Tier1 Operations Report 2013-11-06
From GridPP Wiki
								
												
				RAL Tier1 Operations Report for 6th November 2013
| Review of Issues during the week 30th October to 6th November 2013. | 
- The Torque/Maui batch continued to run until its final drain with one of the batches of worker nodes disabled.
- The significant outages of services for the UPS work are referred to below. In order to keep the Top-BDII services up two replacement nodes were installed and placed on non-UPS power. However these have not run smoothly. LFC, MyProxy (lcgrbp01) and FTS3 services stayed up. Some services (FTS2, LFC, Atlas 3D/Frontier) were up most of the time - they suffered two short (1 - 2 hour) outages during yesterday (5th). Castor was down from 07:00 to 19:00 yesterday. Batch (CEs in front of Condor farm) from 07:00 yesterday until 13:00 today.
- The "uklight" router stopped during the afternoon of Tuesday 5th November when the power to its rack failed. This is used by the links to CERN and the 'bypass' route to Tier2s. This did not cause any operational problems as other services were down for the UPS work in the main computer building. This failure was nothing to do with the planned work - it was just coincidental. The uklighht router is in a different building.

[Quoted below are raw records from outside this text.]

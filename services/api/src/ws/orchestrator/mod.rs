//! Session Orchestrator
//!
//! One orchestrator runs per connected client. It owns the turn state
//! machine, the client channel and the session's transcription connection,
//! and it is the only place where those are mutated. Everything that can
//! affect the session (client frames, transcription callbacks, provider
//! results, the reconnect retry timer) arrives as a [`SessionEvent`] on a
//! single queue and is handled strictly in order, so a turn always emits
//! `final_transcript`, then `ai_response`, then `audio_data`.

use super::{
    channel::ClientChannel,
    protocol::{ClientMessage, ServerMessage},
    registry::SharedSessionRecord,
    turn::TurnEvent,
};
use crate::{
    models::{Message, MessageRole, TurnState},
    state::SessionServices,
};
use base64::Engine;
use bytes::Bytes;
use std::ops::ControlFlow;
use tokio::{sync::mpsc, task::JoinHandle};
use tracing::{Instrument, debug, error, info, warn};
use uuid::Uuid;
use voicegpt_core::{
    ProviderError,
    transcription::{
        ConnectionState, TranscriptionCallback, TranscriptionConnection, TranscriptionEvent,
    },
};


/// Capacity of each session's event queue.
pub const EVENT_QUEUE_DEPTH: usize = 256;

const PROVIDER_FAILURE_NOTICE: &str = "Sorry, I encountered an error processing your message.";
const BUSY_NOTICE: &str = "Please wait until I finish replying before sending another message.";

/// Everything the orchestrator reacts to.
#[derive(Debug)]
pub enum SessionEvent {
    /// A raw microphone frame from the client.
    Audio(Bytes),
    /// User-typed text, treated exactly like a final transcript.
    Text(String),
    PlaybackEnded,
    /// Explicit request for a fresh transcription connection.
    Reconnect,
    /// The client went away. Ends the session.
    Disconnected,
    /// A callback from the transcription connection with this generation.
    Transcription {
        generation: u64,
        event: TranscriptionEvent,
    },
    /// The delayed resend of a chunk that arrived while disconnected.
    RetryChunk { id: u64, chunk: Bytes },
    Completion {
        turn: u64,
        result: Result<String, ProviderError>,
    },
    Synthesis {
        turn: u64,
        result: Result<Vec<u8>, ProviderError>,
    },
}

| Resolved Disk Server Issues | 
- None
| Current operational status and issues | 
- The FTS3 testing has continued very actively with Atlas. Problems with FTS3 are being uncovered during these tests. Patches are being regularly applied to FTS3 to deal with issues.
- We are participating in xrootd federated access tests for Atlas. The server has now been successfully configured to work as an xroot redirector, whereas before it could only serve as a proxy.
- The uplink from the Tier1 core switch to the UK Light router that was doubled last week has been working OK since that change.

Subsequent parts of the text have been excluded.